Task requirements -
Copy out exactly the lines from the first line of the material below through the line containing "formation_id TEXT NOT", and nothing beyond them.
____________________
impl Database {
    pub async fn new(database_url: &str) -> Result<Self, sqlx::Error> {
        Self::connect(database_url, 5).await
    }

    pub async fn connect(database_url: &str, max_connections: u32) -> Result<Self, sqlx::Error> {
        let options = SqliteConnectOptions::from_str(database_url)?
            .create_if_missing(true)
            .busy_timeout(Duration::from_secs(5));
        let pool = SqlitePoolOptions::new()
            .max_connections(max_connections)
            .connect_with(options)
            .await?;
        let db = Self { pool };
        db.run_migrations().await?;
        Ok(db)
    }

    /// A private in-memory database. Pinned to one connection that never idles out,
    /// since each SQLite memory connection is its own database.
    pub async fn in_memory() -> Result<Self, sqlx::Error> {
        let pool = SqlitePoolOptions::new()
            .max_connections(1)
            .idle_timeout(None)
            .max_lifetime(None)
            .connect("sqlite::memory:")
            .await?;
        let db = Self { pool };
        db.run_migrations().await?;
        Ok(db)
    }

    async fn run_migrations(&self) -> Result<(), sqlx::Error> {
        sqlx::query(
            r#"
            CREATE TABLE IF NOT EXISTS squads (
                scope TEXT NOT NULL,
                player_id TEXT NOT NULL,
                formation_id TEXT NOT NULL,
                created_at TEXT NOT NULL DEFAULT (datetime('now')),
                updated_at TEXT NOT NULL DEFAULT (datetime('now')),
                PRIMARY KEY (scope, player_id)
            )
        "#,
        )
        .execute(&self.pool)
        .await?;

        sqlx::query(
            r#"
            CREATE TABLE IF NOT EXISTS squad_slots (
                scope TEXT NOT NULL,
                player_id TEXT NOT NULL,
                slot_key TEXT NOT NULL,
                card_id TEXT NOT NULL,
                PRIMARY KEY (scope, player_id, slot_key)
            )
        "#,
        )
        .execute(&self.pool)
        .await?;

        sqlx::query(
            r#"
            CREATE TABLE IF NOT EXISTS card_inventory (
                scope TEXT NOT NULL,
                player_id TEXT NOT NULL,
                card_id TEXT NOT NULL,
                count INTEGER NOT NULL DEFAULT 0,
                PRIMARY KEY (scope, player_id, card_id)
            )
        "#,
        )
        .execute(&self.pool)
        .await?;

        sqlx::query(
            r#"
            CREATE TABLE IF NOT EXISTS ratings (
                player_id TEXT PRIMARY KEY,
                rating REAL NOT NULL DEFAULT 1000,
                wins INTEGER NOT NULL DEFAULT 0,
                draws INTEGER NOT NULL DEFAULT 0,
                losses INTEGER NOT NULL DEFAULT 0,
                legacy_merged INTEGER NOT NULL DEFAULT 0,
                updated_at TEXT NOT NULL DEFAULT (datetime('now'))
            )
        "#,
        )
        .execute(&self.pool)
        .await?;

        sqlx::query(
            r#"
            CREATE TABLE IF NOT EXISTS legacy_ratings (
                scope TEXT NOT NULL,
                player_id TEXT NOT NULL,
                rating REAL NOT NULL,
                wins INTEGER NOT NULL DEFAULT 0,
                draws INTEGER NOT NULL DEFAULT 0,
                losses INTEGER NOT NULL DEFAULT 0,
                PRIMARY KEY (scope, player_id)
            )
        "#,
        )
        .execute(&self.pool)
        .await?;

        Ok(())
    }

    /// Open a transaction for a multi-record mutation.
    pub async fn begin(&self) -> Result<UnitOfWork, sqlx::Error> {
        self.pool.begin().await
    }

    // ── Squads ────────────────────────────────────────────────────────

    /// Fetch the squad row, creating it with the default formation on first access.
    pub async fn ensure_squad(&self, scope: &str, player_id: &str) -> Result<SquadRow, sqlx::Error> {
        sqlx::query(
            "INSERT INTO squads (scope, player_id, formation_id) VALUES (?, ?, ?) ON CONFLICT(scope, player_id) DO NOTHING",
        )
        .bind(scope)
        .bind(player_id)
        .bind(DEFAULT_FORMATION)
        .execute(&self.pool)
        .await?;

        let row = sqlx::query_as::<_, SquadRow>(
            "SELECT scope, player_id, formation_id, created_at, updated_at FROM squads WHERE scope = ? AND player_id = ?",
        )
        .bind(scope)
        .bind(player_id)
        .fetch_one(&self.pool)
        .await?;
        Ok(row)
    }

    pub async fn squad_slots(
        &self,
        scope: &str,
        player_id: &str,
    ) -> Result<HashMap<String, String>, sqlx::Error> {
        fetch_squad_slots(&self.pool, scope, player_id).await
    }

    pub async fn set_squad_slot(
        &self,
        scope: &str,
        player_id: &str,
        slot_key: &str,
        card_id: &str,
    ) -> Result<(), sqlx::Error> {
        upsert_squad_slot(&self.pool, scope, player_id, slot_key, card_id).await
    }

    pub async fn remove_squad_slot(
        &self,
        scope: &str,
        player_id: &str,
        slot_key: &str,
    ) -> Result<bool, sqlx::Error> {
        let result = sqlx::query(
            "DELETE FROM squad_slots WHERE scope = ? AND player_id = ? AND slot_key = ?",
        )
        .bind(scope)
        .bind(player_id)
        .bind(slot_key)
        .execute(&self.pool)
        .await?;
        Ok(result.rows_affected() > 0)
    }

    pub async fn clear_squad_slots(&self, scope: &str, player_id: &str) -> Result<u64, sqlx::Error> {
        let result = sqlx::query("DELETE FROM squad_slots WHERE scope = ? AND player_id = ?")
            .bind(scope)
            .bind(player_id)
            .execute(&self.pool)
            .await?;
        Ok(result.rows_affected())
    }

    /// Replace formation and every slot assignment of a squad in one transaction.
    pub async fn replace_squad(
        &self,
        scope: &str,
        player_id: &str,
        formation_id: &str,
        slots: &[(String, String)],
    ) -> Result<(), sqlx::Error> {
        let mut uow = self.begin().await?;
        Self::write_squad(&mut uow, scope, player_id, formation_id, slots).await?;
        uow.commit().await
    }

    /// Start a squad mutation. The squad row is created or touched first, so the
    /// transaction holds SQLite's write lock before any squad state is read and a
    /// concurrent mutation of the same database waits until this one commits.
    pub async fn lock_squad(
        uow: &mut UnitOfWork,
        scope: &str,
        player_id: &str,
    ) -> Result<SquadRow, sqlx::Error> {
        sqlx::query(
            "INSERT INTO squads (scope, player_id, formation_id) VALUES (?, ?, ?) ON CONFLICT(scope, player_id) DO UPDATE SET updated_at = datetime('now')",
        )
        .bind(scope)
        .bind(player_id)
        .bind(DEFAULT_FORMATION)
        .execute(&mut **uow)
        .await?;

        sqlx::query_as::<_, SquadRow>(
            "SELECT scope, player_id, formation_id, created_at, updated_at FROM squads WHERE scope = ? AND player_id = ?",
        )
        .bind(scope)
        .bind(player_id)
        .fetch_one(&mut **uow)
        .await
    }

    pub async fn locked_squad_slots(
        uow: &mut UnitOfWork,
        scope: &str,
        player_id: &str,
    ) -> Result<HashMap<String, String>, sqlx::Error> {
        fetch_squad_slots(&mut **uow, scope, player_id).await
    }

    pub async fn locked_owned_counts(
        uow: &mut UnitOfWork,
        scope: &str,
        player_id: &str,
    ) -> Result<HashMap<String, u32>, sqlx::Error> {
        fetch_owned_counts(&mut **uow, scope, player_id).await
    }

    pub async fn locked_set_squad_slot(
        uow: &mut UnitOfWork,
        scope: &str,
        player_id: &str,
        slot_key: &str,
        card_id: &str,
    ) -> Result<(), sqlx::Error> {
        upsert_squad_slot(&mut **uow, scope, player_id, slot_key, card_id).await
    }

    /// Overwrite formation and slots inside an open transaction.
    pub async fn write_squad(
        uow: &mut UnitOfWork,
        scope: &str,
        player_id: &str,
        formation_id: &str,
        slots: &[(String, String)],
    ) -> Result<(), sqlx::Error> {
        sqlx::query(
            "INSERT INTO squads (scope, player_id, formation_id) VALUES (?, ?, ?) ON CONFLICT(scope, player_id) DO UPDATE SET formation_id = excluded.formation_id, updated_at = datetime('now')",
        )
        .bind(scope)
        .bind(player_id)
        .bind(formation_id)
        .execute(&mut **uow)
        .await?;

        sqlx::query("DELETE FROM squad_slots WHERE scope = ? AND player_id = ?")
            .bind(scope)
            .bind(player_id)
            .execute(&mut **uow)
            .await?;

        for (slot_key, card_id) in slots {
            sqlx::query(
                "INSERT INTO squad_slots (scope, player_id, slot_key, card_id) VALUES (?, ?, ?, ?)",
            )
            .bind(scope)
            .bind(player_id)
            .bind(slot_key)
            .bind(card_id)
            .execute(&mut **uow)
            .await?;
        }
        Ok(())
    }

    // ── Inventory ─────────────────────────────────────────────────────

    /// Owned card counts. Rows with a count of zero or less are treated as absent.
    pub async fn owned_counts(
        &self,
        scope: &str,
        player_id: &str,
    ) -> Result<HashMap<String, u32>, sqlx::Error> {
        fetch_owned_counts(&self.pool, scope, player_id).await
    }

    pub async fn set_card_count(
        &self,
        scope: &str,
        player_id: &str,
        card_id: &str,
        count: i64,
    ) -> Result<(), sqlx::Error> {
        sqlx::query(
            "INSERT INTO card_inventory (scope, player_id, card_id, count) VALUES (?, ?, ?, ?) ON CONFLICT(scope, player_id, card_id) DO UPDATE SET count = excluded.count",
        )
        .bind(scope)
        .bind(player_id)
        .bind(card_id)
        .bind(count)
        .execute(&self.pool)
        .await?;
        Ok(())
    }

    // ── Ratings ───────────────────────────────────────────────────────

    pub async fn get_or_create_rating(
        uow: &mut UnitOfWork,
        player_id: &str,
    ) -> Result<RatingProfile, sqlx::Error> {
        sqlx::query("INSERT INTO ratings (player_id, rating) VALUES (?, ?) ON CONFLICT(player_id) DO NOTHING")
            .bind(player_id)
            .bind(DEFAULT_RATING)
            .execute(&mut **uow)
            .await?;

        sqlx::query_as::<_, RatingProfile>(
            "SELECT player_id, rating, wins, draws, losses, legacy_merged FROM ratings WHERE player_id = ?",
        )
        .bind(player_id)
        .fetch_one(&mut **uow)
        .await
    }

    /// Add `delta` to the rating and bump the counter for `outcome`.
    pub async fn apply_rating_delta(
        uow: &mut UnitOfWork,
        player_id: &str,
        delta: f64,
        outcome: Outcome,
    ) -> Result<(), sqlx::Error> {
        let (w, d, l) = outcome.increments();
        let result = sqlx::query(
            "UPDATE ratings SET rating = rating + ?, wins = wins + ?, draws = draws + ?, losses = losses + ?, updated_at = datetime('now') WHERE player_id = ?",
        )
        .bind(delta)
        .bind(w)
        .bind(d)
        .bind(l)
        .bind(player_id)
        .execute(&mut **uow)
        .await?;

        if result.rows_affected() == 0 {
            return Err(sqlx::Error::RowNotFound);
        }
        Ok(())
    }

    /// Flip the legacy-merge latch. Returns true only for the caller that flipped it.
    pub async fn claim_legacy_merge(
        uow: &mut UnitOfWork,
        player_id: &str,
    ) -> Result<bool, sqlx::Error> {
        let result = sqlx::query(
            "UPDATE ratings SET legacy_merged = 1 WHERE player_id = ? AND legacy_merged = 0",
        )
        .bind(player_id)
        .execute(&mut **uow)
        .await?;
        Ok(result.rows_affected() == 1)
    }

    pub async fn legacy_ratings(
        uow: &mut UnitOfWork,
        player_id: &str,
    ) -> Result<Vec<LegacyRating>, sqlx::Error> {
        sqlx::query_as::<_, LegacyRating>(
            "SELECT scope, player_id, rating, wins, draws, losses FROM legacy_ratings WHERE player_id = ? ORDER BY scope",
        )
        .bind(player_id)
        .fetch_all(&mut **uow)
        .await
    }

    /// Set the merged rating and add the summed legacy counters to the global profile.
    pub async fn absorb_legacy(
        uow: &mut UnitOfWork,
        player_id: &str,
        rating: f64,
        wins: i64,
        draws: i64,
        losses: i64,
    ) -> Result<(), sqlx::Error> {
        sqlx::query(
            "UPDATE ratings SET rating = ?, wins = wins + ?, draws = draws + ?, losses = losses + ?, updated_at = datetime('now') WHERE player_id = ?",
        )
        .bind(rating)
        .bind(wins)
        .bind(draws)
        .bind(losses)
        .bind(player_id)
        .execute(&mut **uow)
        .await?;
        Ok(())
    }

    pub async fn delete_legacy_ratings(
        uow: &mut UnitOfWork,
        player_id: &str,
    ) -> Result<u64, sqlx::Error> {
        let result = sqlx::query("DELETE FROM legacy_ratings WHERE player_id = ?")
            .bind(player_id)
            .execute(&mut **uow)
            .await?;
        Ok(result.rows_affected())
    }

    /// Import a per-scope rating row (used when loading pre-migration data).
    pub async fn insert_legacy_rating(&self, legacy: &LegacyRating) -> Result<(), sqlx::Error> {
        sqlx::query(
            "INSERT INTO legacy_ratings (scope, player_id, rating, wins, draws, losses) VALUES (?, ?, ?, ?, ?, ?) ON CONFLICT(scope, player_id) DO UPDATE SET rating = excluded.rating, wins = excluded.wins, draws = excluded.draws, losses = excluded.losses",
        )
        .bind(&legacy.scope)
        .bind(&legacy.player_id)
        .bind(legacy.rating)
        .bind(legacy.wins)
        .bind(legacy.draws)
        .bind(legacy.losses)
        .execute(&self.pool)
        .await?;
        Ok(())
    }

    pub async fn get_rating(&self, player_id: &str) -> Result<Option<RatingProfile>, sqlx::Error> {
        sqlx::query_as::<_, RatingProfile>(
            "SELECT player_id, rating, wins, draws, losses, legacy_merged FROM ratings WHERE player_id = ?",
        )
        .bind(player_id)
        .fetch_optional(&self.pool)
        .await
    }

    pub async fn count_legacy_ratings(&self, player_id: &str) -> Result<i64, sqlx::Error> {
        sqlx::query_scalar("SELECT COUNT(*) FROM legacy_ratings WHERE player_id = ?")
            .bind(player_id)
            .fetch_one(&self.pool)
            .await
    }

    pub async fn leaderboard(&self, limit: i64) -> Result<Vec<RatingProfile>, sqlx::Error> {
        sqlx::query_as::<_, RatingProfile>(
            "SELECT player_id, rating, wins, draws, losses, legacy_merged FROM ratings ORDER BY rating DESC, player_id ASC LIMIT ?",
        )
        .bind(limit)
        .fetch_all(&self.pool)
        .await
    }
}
____________________
Written solution -
impl Database {
    pub async fn new(database_url: &str) -> Result<Self, sqlx::Error> {
        Self::connect(database_url, 5).await
    }

    pub async fn connect(database_url: &str, max_connections: u32) -> Result<Self, sqlx::Error> {
        let options = SqliteConnectOptions::from_str(database_url)?
            .create_if_missing(true)
            .busy_timeout(Duration::from_secs(5));
        let pool = SqlitePoolOptions::new()
            .max_connections(max_connections)
            .connect_with(options)
            .await?;
        let db = Self { pool };
        db.run_migrations().await?;
        Ok(db)
    }

    /// A private in-memory database. Pinned to one connection that never idles out,
    /// since each SQLite memory connection is its own database.
    pub async fn in_memory() -> Result<Self, sqlx::Error> {
        let pool = SqlitePoolOptions::new()
            .max_connections(1)
            .idle_timeout(None)
            .max_lifetime(None)
            .connect("sqlite::memory:")
            .await?;
        let db = Self { pool };
        db.run_migrations().await?;
        Ok(db)
    }

    async fn run_migrations(&self) -> Result<(), sqlx::Error> {
        sqlx::query(
            r#"
            CREATE TABLE IF NOT EXISTS squads (
                scope TEXT NOT NULL,
                player_id TEXT NOT NULL,
                formation_id TEXT NOT NULL,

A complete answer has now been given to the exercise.